Cancérigène ou pas, il faut qu’on arrête !
La transition sera difficile pour nos agriculteurs mais elle passera par la culture sous couvert végétal de légumineuses, de céréales et de bien d’autres plantes fantastiques et, à l’aide de l’agroforesterie.
Merci pour cet excellent article, nuancé, posé et intelligent. J’aurais aimé qu’il soit encore plus fourni, avec davantage d’études à l’appui, mais le fond est là 😉
Oui, j’aurais aimé aussi ! 🙂
Mais cela aurait été au risque de perdre les lecteurs… Quand c’est trop long beaucoup de gens décrochent et du coup le message a du mal à passer…
Comme toujours il faut faire la balance entre le bénéfice et le risque, adepte depuis peu de l’agriculture de conservation qui évite le labour et donc d’augmenter le carbone stocké dans le sol, améliore la vie biologique du sol et de moins consommer de carburant fossile pour travailler la terre, le glyphosate tant décrié sans preuve scientifique et utilisé à de faible dose, a toute sa place.
On fait un produit qui desherbe tout et ….on vend ses graines qui résistent à ce produit !! : Deal très juteux !!
Même si je reste convaincue que le glyphosate c’est de la m… et Monsanto le diable, j’ai beaucoup apprécié ton article et la neutralité que tu conserves tout du long. C’est important de garder la tête froide et de se baser sur des faits quand on se lance dans ce type de sujet, et c’est malheureusement ce qu’on oublie souvent de faire et qui dessert la « cause »…
Bref, merci pour ces infos, qui m’étaient inconnues pour certaines et qui éclairent pas mal de choses ! 🙂
Bon week-end !
Merci à toi 🙂 Bon week-end également
J’ajoute un long article parfaitement bien documenté sur le sujet « cancerigène ou pas ».
https://www.pseudo-sciences.org/spip.php?article3015
Sans apporter une réponse claire, il montre combien il est difficile de se faire une opinion tant les rapports sont contradictoires.
Ce qui est évident, c’est qu’il existe un réel problème de modèle économique et que basculer dans le monde sans glyphosate aura de très lourdes implications sur le fonctionnement des exploitations agricoles.
Merci Yves pour ce lien !
J’aime beaucoup ce site, leur avis est toujours bien étayé et documenté 🙂
Clair,précis pas trop long à lire…idéal pour commencer une journée avec des connaissances supplémentaires. Merci.

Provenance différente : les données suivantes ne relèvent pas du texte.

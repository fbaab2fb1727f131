// Classifier registry
// One lazily loaded ShapeClassifier per backend, shared by the whole process

use once_cell::sync::OnceCell;
use std::thread::{self, JoinHandle};

use super::backend::{ClassifierBackend, ClassifierError};
use super::engine::ShapeClassifier;
use crate::config::ClassifierConfig;

static NEURAL: OnceCell<ShapeClassifier> = OnceCell::new();
static LINEAR: OnceCell<ShapeClassifier> = OnceCell::new();
static BAYESIAN: OnceCell<ShapeClassifier> = OnceCell::new();

fn cell(backend: ClassifierBackend) -> &'static OnceCell<ShapeClassifier> {
    match backend {
        ClassifierBackend::Neural => &NEURAL,
        ClassifierBackend::Linear => &LINEAR,
        ClassifierBackend::Bayesian => &BAYESIAN,
    }
}

/// The process-wide classifier of `backend`
///
/// The first call loads it with the global configuration; concurrent
/// callers wait for that load. A failed load is retried on the next call.
pub fn instance(backend: ClassifierBackend) -> Result<&'static ShapeClassifier, ClassifierError> {
    instance_with(backend, ClassifierConfig::global())
}

/// Same as `instance`, loading with `config` if nothing is loaded yet
///
/// Once the classifier of `backend` exists, `config` is ignored.
pub fn instance_with(
    backend: ClassifierBackend,
    config: &ClassifierConfig,
) -> Result<&'static ShapeClassifier, ClassifierError> {
    cell(backend).get_or_try_init(|| ShapeClassifier::load(backend, config))
}

/// Whether the classifier of `backend` has been loaded already
pub fn is_loaded(backend: ClassifierBackend) -> bool {
    cell(backend).get().is_some()
}

/// Load the classifier of `backend` on a background thread
pub fn prewarm(backend: ClassifierBackend) -> JoinHandle<()> {
    prewarm_with(backend, ClassifierConfig::global().clone())
}

/// Same as `prewarm`, loading with `config`
pub fn prewarm_with(backend: ClassifierBackend, config: ClassifierConfig) -> JoinHandle<()> {
    thread::spawn(move || match instance_with(backend, &config) {
        Ok(classifier) => log::info!(
            "{} classifier prewarmed, ready: {}",
            backend,
            classifier.is_ready()
        ),
        Err(e) => log::warn!("Cannot prewarm {} classifier: {}", backend, e),
    })
}
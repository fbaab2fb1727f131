// Training monitor
// Progress callbacks and cooperative cancellation for long training runs

use serde::{Deserialize, Serialize};
use std::sync::atomic::{AtomicBool, Ordering};
use std::sync::Arc;

/// Whether training starts from the current model or from nothing
#[derive(Debug, Clone, Copy, PartialEq, Eq, Serialize, Deserialize)]
pub enum StartingMode {
    /// Continue from the loaded model, if any
    Incremental,

    /// Discard any loaded model
    Scratch,
}

/// Observer of a training run
///
/// Every callback is optional. Implementations are called from the training
/// thread and must not block.
pub trait TrainingMonitor {
    /// Training is about to start on `samples` usable samples
    fn training_started(&self, _samples: usize, _epochs: usize) {}

    /// One sample has been prepared for training
    fn sample_processed(&self, _source: &str) {}

    /// An epoch has completed with the given mean error
    fn epoch_completed(&self, _epoch: usize, _error: f64) {}

    /// Number of epochs between `epoch_completed` calls
    fn epoch_period(&self) -> usize {
        1
    }

    /// Polled between epochs; training stops early when true
    fn is_cancelled(&self) -> bool {
        false
    }
}

/// Shared cancellation switch, settable from any thread
#[derive(Debug, Clone, Default)]
pub struct CancelFlag {
    cancelled: Arc<AtomicBool>,
}

impl CancelFlag {
    pub fn new() -> Self {
        Self::default()
    }

    pub fn cancel(&self) {
        self.cancelled.store(true, Ordering::SeqCst);
    }

    pub fn reset(&self) {
        self.cancelled.store(false, Ordering::SeqCst);
    }

    pub fn is_set(&self) -> bool {
        self.cancelled.load(Ordering::SeqCst)
    }
}

impl TrainingMonitor for CancelFlag {
    fn is_cancelled(&self) -> bool {
        self.is_set()
    }
}

/// Whether an epoch should be reported to the monitor
pub(crate) fn should_report(monitor: &dyn TrainingMonitor, epoch: usize) -> bool {
    let period = monitor.epoch_period().max(1);
    (epoch + 1) % period == 0
}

Merci à toi pour ce feedback qui fait bien plaisir 🙂
merci pour cet article court concis et surtout nuancé. On en a tellement besoin dans une société médiatique régie par l’émotion, le choc. Sans tomber dans le déni, cet article a le mérite de ne pas être manichéen et de nous faire prendre du recul sur un sujet sensible. C’est vrai que le glyphosate est un des nombreux symboles de la société néo libérale : l’arbre qui cache la forêt.
Comme en politique avec l’affaire Benal.. oups, qu’ai-je dis ? 🙂
Merci pour votre analyse sans partie pris.
C’est toujours un plaisir de vous lire.
Merci à vous 🙂
Excellente analyse. Tous les points soulevés sont justes, et le dernier m’a particulièrement plu: le glyphosate est un symptôme, pas la maladie. Malheureusement (mais ça serait trop facile). Merci pour cet article et continuez sur ce chemin!